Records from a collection

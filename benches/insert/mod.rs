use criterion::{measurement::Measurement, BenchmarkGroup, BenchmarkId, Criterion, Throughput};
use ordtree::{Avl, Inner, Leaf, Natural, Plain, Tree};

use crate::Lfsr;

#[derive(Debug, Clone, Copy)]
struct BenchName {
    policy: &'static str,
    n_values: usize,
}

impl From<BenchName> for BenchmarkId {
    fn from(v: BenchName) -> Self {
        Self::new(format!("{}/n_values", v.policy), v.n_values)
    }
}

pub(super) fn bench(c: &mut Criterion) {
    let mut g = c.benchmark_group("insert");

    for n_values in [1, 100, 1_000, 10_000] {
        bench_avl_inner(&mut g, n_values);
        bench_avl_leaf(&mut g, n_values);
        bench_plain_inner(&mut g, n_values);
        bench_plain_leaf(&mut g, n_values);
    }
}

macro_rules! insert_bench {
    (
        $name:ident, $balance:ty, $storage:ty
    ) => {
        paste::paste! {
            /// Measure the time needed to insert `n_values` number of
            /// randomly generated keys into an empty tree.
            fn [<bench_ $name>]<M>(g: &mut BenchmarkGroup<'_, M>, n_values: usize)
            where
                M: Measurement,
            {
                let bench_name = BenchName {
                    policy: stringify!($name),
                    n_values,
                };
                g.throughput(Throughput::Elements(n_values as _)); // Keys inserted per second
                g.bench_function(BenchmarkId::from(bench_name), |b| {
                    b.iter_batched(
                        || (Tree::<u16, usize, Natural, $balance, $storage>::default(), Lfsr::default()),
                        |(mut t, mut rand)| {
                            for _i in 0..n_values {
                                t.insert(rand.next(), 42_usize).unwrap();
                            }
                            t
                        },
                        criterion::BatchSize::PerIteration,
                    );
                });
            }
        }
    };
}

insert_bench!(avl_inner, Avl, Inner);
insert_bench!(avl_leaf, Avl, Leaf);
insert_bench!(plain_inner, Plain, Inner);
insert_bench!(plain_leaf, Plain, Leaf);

§ Exercise:
Look through the records and give only the number of lines where the string "Self" appears.

§ Output:
2